毎月の例会で、会員の有志がこけしを展示して、そのこけしにまつわる話を聞かせてくれます。



−7月− 源吉と源七のこけし
(百足 正文)
写真
 斉藤源吉は明治18年蔵王高湯に生まれる。34年17才で木地修業を始めた。師匠の松治は親交の深い栄治郎の影響をうけるところが大きかったと言われています。源吉は地元の開発や山形こけし会創立に尽力し温厚篤実ゆったりとした長者の風格があった。

 写真右昭和30年頃の作品で寿の字が有り栄治郎型の華麗甘美なこけしですが、胴模様の桜くずしや面相の描彩など相当自己の表現があり、雰囲気が違うと思います。

 写真右から2本目、昭和27年の作品で胴模様の花弁が極端に多く細長く密接している。又、面相が美しく仕上っている木地と描彩の技術は抜群。

 写真右から3本目、源七は明治45年の生まれで39才で病没。源吉さんの直系で絶えるのが惜しまれ当時は沢山の人達が残念がったそうです。源吉の型を忠実に伝承しているが胴模様の五段重ね菊、瞼線が三日月形に強く曲がり瞳が大きい。
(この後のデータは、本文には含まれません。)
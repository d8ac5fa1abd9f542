//! Speech synthesis service - Styled Gemini TTS returning WAV
//!
//! Flow per request:
//! 1. Clip the message to the maximum text length
//! 2. Resolve voice, style, emotion and pace (per-call option, else setting)
//! 3. Prefix the message with a style instruction when not neutral
//! 4. Synthesize on a separate task, falling back to the default voice
//! 5. Frame the PCM as WAV, returning the raw bytes if framing fails

use std::{fmt, sync::Arc};

use domain::catalog::{DEFAULT_VOICE, MAX_TEXT_LENGTH, TTS_LANGUAGES, VOICES};
use domain::{OptionKey, OptionsMap, VoiceSelection, truncate_message};
#[cfg(test)]
use serde_json::Value;
use tracing::{debug, info, instrument, warn};

use crate::{
    error::ApplicationError,
    ports::{SynthesisInput, SynthesisPort},
    services::{OptionsStore, dispatch::run_detached},
};

/// Option keys accepted per call
pub const SUPPORTED_TTS_OPTIONS: &[&str] = &[
    OptionKey::Voice.as_str(),
    OptionKey::Style.as_str(),
    OptionKey::Emotion.as_str(),
    OptionKey::Pace.as_str(),
    OptionKey::Language.as_str(),
    OptionKey::Streaming.as_str(),
];

/// Synthesized audio handed back to the host
#[derive(Debug, Clone, PartialEq, Eq)]
pub struct TtsAudio {
    /// File extension of `data`
    pub format: &'static str,
    pub data: Vec<u8>,
}

/// Text-to-speech entity logic
pub struct SpeechSynthesisService {
    synthesis: Arc<dyn SynthesisPort>,
    options: Arc<OptionsStore>,
}

impl fmt::Debug for SpeechSynthesisService {
    fn fmt(&self, f: &mut fmt::Formatter<'_>) -> fmt::Result {
        f.debug_struct("SpeechSynthesisService")
            .field("options", &self.options)
            .finish_non_exhaustive()
    }
}

impl SpeechSynthesisService {
    /// Create a new synthesis service
    pub fn new(synthesis: Arc<dyn SynthesisPort>, options: Arc<OptionsStore>) -> Self {
        Self { synthesis, options }
    }

    /// Configured default language
    pub fn default_language(&self) -> String {
        self.options.effective().language
    }

    /// Languages the TTS entity advertises
    pub const fn supported_languages(&self) -> &'static [&'static str] {
        TTS_LANGUAGES
    }

    /// Option keys accepted per call
    pub const fn supported_options(&self) -> &'static [&'static str] {
        SUPPORTED_TTS_OPTIONS
    }

    /// Defaults for every supported option, taken from the settings
    pub fn default_options(&self) -> OptionsMap {
        let settings = self.options.effective();
        let mut defaults = OptionsMap::new();
        for key in SUPPORTED_TTS_OPTIONS {
            if let Some(option) = OptionKey::from_key(key) {
                defaults.insert((*key).to_string(), settings.get(option));
            }
        }
        defaults
    }

    /// Synthesize `message` and return it as a WAV file
    ///
    /// # Errors
    ///
    /// Vendor failures and a response without audio are returned as errors.
    #[instrument(skip(self, message, options), fields(message_len = message.len(), language = ?language))]
    pub async fn get_tts_audio(
        &self,
        message: &str,
        language: Option<&str>,
        options: &OptionsMap,
    ) -> Result<TtsAudio, ApplicationError> {
        let settings = self.options.effective();

        let (message, clipped) = truncate_message(message, MAX_TEXT_LENGTH);
        if clipped {
            warn!(
                max_chars = MAX_TEXT_LENGTH,
                "Message too long, truncating"
            );
        }

        let selection = VoiceSelection::from_settings(&settings).overlay(options);
        let text = selection.speech_style().enhance(&message);
        let voice = checked_voice(&selection.voice);

        debug!(
            voice = %voice,
            style = %selection.style,
            emotion = %selection.emotion,
            pace = %selection.pace,
            multi_speaker = options.get("multi_speaker").is_some_and(|v| v == &serde_json::Value::Bool(true)),
            "Generating speech"
        );

        let input = SynthesisInput {
            text,
            voice,
            model: settings.model,
        };
        let synthesis = Arc::clone(&self.synthesis);
        let pcm = run_detached(async move { synthesis.synthesize(input).await }).await?;

        if pcm.is_empty() {
            return Err(ApplicationError::NoAudioData);
        }

        let data = match self.synthesis.frame_wav(&pcm) {
            Ok(wav) => wav,
            Err(e) => {
                warn!(error = %e, "Error converting audio to WAV format, returning raw audio");
                pcm
            },
        };

        info!(bytes = data.len(), "Speech synthesized");
        Ok(TtsAudio {
            format: "wav",
            data,
        })
    }
}

fn checked_voice(voice: &str) -> String {
    if VOICES.contains(voice) {
        voice.to_string()
    } else {
        warn!(voice = %voice, fallback = DEFAULT_VOICE, "Unknown voice, using default");
        DEFAULT_VOICE.to_string()
    }
}

#[cfg(test)]
mod tests {
    use serde_json::json;

    use super::*;
    use crate::ports::MockSynthesisPort;

    fn map(value: Value) -> OptionsMap {
        match value {
            Value::Object(map) => map,
            _ => unreachable!("options must be an object"),
        }
    }

    fn service(mock: MockSynthesisPort, stored: Value) -> SpeechSynthesisService {
        SpeechSynthesisService::new(Arc::new(mock), Arc::new(OptionsStore::new(&map(stored))))
    }

    fn framing_mock() -> MockSynthesisPort {
        let mut mock = MockSynthesisPort::new();
        mock.expect_frame_wav().returning(|pcm| {
            let mut wav = b"RIFF".to_vec();
            wav.extend_from_slice(pcm);
            Ok(wav)
        });
        mock
    }

    #[tokio::test]
    async fn neutral_message_is_sent_verbatim_with_defaults() {
        let mut mock = framing_mock();
        mock.expect_synthesize()
            .withf(|input| {
                input.text == "Hello"
                    && input.voice == "Puck"
                    && input.model == "gemini-2.5-flash-preview-tts"
            })
            .times(1)
            .returning(|_| Ok(vec![1, 2]));

        let audio = service(mock, json!({}))
            .get_tts_audio("Hello", Some("en"), &OptionsMap::new())
            .await
            .unwrap();

        assert_eq!(audio.format, "wav");
        assert_eq!(audio.data, b"RIFF\x01\x02".to_vec());
    }

    #[tokio::test]
    async fn per_call_options_override_settings() {
        let mut mock = framing_mock();
        mock.expect_synthesize()
            .withf(|input| {
                input.text == "Say in a whisper, calmly, slowly: Goodnight" && input.voice == "Kore"
            })
            .times(1)
            .returning(|_| Ok(vec![0; 4]));

        let svc = service(mock, json!({"voice": "Zephyr", "style": "dramatic"}));
        let options = map(json!({"voice": "Kore", "style": "whisper", "emotion": "calm", "pace": "slow"}));
        svc.get_tts_audio("Goodnight", None, &options).await.unwrap();
    }

    #[tokio::test]
    async fn stored_style_applies_without_call_options() {
        let mut mock = framing_mock();
        mock.expect_synthesize()
            .withf(|input| input.text == "Say dramatically: Welcome" && input.voice == "Zephyr")
            .times(1)
            .returning(|_| Ok(vec![0; 2]));

        let svc = service(mock, json!({"voice": "Zephyr", "style": "dramatic"}));
        svc.get_tts_audio("Welcome", None, &OptionsMap::new())
            .await
            .unwrap();
    }

    #[tokio::test]
    async fn unknown_voice_falls_back_to_default() {
        let mut mock = framing_mock();
        mock.expect_synthesize()
            .withf(|input| input.voice == "Puck")
            .times(1)
            .returning(|_| Ok(vec![0; 2]));

        service(mock, json!({}))
            .get_tts_audio("Hi", None, &map(json!({"voice": "Nobody"})))
            .await
            .unwrap();
    }

    #[tokio::test]
    async fn long_message_is_clipped() {
        let mut mock = framing_mock();
        mock.expect_synthesize()
            .withf(|input| input.text.chars().count() == MAX_TEXT_LENGTH)
            .times(1)
            .returning(|_| Ok(vec![0; 2]));

        let message = "a".repeat(MAX_TEXT_LENGTH + 500);
        service(mock, json!({}))
            .get_tts_audio(&message, None, &OptionsMap::new())
            .await
            .unwrap();
    }

    #[tokio::test]
    async fn framing_failure_returns_raw_pcm() {
        let mut mock = MockSynthesisPort::new();
        mock.expect_synthesize().returning(|_| Ok(vec![9, 8, 7]));
        mock.expect_frame_wav()
            .returning(|_| Err(ApplicationError::Speech("too large".into())));

        let audio = service(mock, json!({}))
            .get_tts_audio("Hi", None, &OptionsMap::new())
            .await
            .unwrap();
        assert_eq!(audio.data, vec![9, 8, 7]);
    }

    #[tokio::test]
    async fn vendor_error_propagates() {
        let mut mock = MockSynthesisPort::new();
        mock.expect_synthesize()
            .returning(|_| Err(ApplicationError::NoAudioData));
        mock.expect_frame_wav().never();

        let err = service(mock, json!({}))
            .get_tts_audio("Hi", None, &OptionsMap::new())
            .await
            .unwrap_err();
        assert!(matches!(err, ApplicationError::NoAudioData));
    }

    #[tokio::test]
    async fn empty_audio_is_an_error() {
        let mut mock = MockSynthesisPort::new();
        mock.expect_synthesize().returning(|_| Ok(Vec::new()));

        let err = service(mock, json!({}))
            .get_tts_audio("Hi", None, &OptionsMap::new())
            .await
            .unwrap_err();
        assert!(matches!(err, ApplicationError::NoAudioData));
    }

    #[test]
    fn entity_properties_follow_settings() {
        let svc = service(
            MockSynthesisPort::new(),
            json!({"language": "de", "voice": "Kore", "streaming": false}),
        );

        assert_eq!(svc.default_language(), "de");
        assert_eq!(svc.supported_languages().len(), 10);
        assert_eq!(
            svc.supported_options(),
            &["voice", "style", "emotion", "pace", "language", "streaming"]
        );

        let defaults = svc.default_options();
        assert_eq!(defaults.get("voice"), Some(&json!("Kore")));
        assert_eq!(defaults.get("style"), Some(&json!("natural")));
        assert_eq!(defaults.get("emotion"), Some(&json!("neutral")));
        assert_eq!(defaults.get("pace"), Some(&json!("normal")));
        assert_eq!(defaults.get("language"), Some(&json!("de")));
        assert_eq!(defaults.get("streaming"), Some(&json!(false)));
    }
}
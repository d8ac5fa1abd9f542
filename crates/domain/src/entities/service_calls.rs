//! Integration service calls and their payload validation

use serde::{Deserialize, Deserializer, Serialize};
use serde_json::Value;
use validator::{Validate, ValidationError};

use crate::catalog::{EMOTIONS, PACE_OPTIONS, SPEECH_STYLES, VOICES};
use crate::errors::DomainError;
use crate::value_objects::validate_entity_id;

/// Services registered by the integration
#[derive(Debug, Clone, Copy, PartialEq, Eq, Hash)]
pub enum ServiceName {
    SpeakWithStyle,
    ClearConversation,
    SetDefaultVoice,
}

impl ServiceName {
    /// Every registered service
    pub const ALL: [Self; 3] = [
        Self::SpeakWithStyle,
        Self::ClearConversation,
        Self::SetDefaultVoice,
    ];

    /// Service name as exposed to the host
    #[must_use]
    pub const fn as_str(&self) -> &'static str {
        match self {
            Self::SpeakWithStyle => "speak_with_style",
            Self::ClearConversation => "clear_conversation",
            Self::SetDefaultVoice => "set_default_voice",
        }
    }

    /// Look up a service by name
    pub fn from_name(name: &str) -> Option<Self> {
        Self::ALL.into_iter().find(|s| s.as_str() == name)
    }
}

impl std::fmt::Display for ServiceName {
    fn fmt(&self, f: &mut std::fmt::Formatter<'_>) -> std::fmt::Result {
        f.write_str(self.as_str())
    }
}

/// Payload of `speak_with_style`
#[derive(Debug, Clone, PartialEq, Eq, Serialize, Deserialize, Validate)]
#[serde(deny_unknown_fields)]
pub struct SpeakWithStyleCall {
    pub message: String,
    #[validate(custom(function = "validate_entity_id"))]
    pub entity_id: String,
    #[serde(default)]
    #[validate(custom(function = "validate_voice"))]
    pub voice: Option<String>,
    #[serde(default)]
    #[validate(custom(function = "validate_style"))]
    pub style: Option<String>,
    #[serde(default)]
    #[validate(custom(function = "validate_emotion"))]
    pub emotion: Option<String>,
    #[serde(default)]
    #[validate(custom(function = "validate_pace"))]
    pub pace: Option<String>,
    /// A single name or a list of names
    #[serde(default, deserialize_with = "one_or_many")]
    pub speakers: Option<Vec<String>>,
}

/// Payload of `clear_conversation`
#[derive(Debug, Clone, Default, PartialEq, Eq, Serialize, Deserialize, Validate)]
#[serde(deny_unknown_fields)]
pub struct ClearConversationCall {
    #[serde(default)]
    #[validate(custom(function = "validate_entity_id"))]
    pub entity_id: Option<String>,
}

/// Payload of `set_default_voice`
#[derive(Debug, Clone, PartialEq, Eq, Serialize, Deserialize, Validate)]
#[serde(deny_unknown_fields)]
pub struct SetDefaultVoiceCall {
    #[validate(custom(function = "validate_voice"))]
    pub voice: String,
    #[serde(default)]
    #[validate(custom(function = "validate_entity_id"))]
    pub entity_id: Option<String>,
}

/// A validated service call
#[derive(Debug, Clone, PartialEq, Eq)]
pub enum ServiceCall {
    SpeakWithStyle(SpeakWithStyleCall),
    ClearConversation(ClearConversationCall),
    SetDefaultVoice(SetDefaultVoiceCall),
}

impl ServiceCall {
    /// Parse and validate the payload of the named service
    ///
    /// # Errors
    ///
    /// Returns [`DomainError::NotFound`] for an unknown service and
    /// [`DomainError::InvalidServiceCall`] when the payload does not match
    /// the service schema.
    ///
    /// # Examples
    ///
    /// ```
    /// use domain::ServiceCall;
    /// use serde_json::json;
    ///
    /// let call = ServiceCall::parse(
    ///     "set_default_voice",
    ///     json!({ "voice": "Kore" }),
    /// ).unwrap();
    /// assert!(matches!(call, ServiceCall::SetDefaultVoice(_)));
    ///
    /// assert!(ServiceCall::parse("set_default_voice", json!({ "voice": "Nobody" })).is_err());
    /// ```
    pub fn parse(name: &str, payload: Value) -> Result<Self, DomainError> {
        let service =
            ServiceName::from_name(name).ok_or_else(|| DomainError::not_found("service", name))?;

        let payload = match payload {
            Value::Null => Value::Object(serde_json::Map::new()),
            other => other,
        };

        match service {
            ServiceName::SpeakWithStyle => decode(payload).map(Self::SpeakWithStyle),
            ServiceName::ClearConversation => decode(payload).map(Self::ClearConversation),
            ServiceName::SetDefaultVoice => decode(payload).map(Self::SetDefaultVoice),
        }
    }

    /// Name of the service this call targets
    pub const fn name(&self) -> ServiceName {
        match self {
            Self::SpeakWithStyle(_) => ServiceName::SpeakWithStyle,
            Self::ClearConversation(_) => ServiceName::ClearConversation,
            Self::SetDefaultVoice(_) => ServiceName::SetDefaultVoice,
        }
    }
}

fn decode<T>(payload: Value) -> Result<T, DomainError>
where
    T: for<'de> Deserialize<'de> + Validate,
{
    let call: T = serde_json::from_value(payload)
        .map_err(|e| DomainError::InvalidServiceCall(e.to_string()))?;
    call.validate()
        .map_err(|e| DomainError::InvalidServiceCall(e.to_string()))?;
    Ok(call)
}

fn one_or_many<'de, D>(deserializer: D) -> Result<Option<Vec<String>>, D::Error>
where
    D: Deserializer<'de>,
{
    #[derive(Deserialize)]
    #[serde(untagged)]
    enum OneOrMany {
        One(String),
        Many(Vec<String>),
    }

    Ok(
        Option::<OneOrMany>::deserialize(deserializer)?.map(|value| match value {
            OneOrMany::One(name) => vec![name],
            OneOrMany::Many(names) => names,
        }),
    )
}

fn member_of(field: &'static str, value: &str, allowed: bool) -> Result<(), ValidationError> {
    if allowed {
        Ok(())
    } else {
        Err(ValidationError::new(field).with_message(format!("unsupported {field}: {value}").into()))
    }
}

fn validate_voice(voice: &str) -> Result<(), ValidationError> {
    member_of("voice", voice, VOICES.contains(voice))
}

fn validate_style(style: &str) -> Result<(), ValidationError> {
    member_of("style", style, SPEECH_STYLES.contains(&style))
}

fn validate_emotion(emotion: &str) -> Result<(), ValidationError> {
    member_of("emotion", emotion, EMOTIONS.contains(&emotion))
}

fn validate_pace(pace: &str) -> Result<(), ValidationError> {
    member_of("pace", pace, PACE_OPTIONS.contains(&pace))
}
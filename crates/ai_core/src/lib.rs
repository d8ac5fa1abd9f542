//! AI Core - Gemini inference client
//!
//! Talks to the Generative Language REST API (`generateContent` and model
//! listing). The wire types in [`gemini::types`] are shared with the speech
//! crate, which drives the same endpoint for audio synthesis.

pub mod config;
pub mod error;
pub mod gemini;
pub mod ports;

pub use config::InferenceConfig;
pub use error::InferenceError;
pub use gemini::GeminiInferenceEngine;
pub use ports::{InferenceEngine, InferenceRequest, InferenceResponse, TokenUsage};
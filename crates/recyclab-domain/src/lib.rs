//! Lab calculation engine for recyclability testing
//!
//! `model` holds the immutable measurement records a technician enters,
//! `service` the pure calculators deriving dry content, evaporation
//! residues, screen rejects, macrostickies statistics and total yield.
//! Nothing in this crate performs I/O or keeps state between calls.

pub mod model;
pub mod service;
この2点はかなりの差がありますが優しさが溢れる良いこけしです。

 写真左、参考品で橋本力蔵のこけしです。明治36年の生まれ、大正6年15才で源吉の弟子になり昭和8年31才まで緑屋で職人として働いた。温和でおとなしい。源吉の型を継承し確実感がある出来栄えに仕上っている。この3工人のこけしは私にとって貴重なものであり、いつまでも手元に置いて鑑賞したいと思います。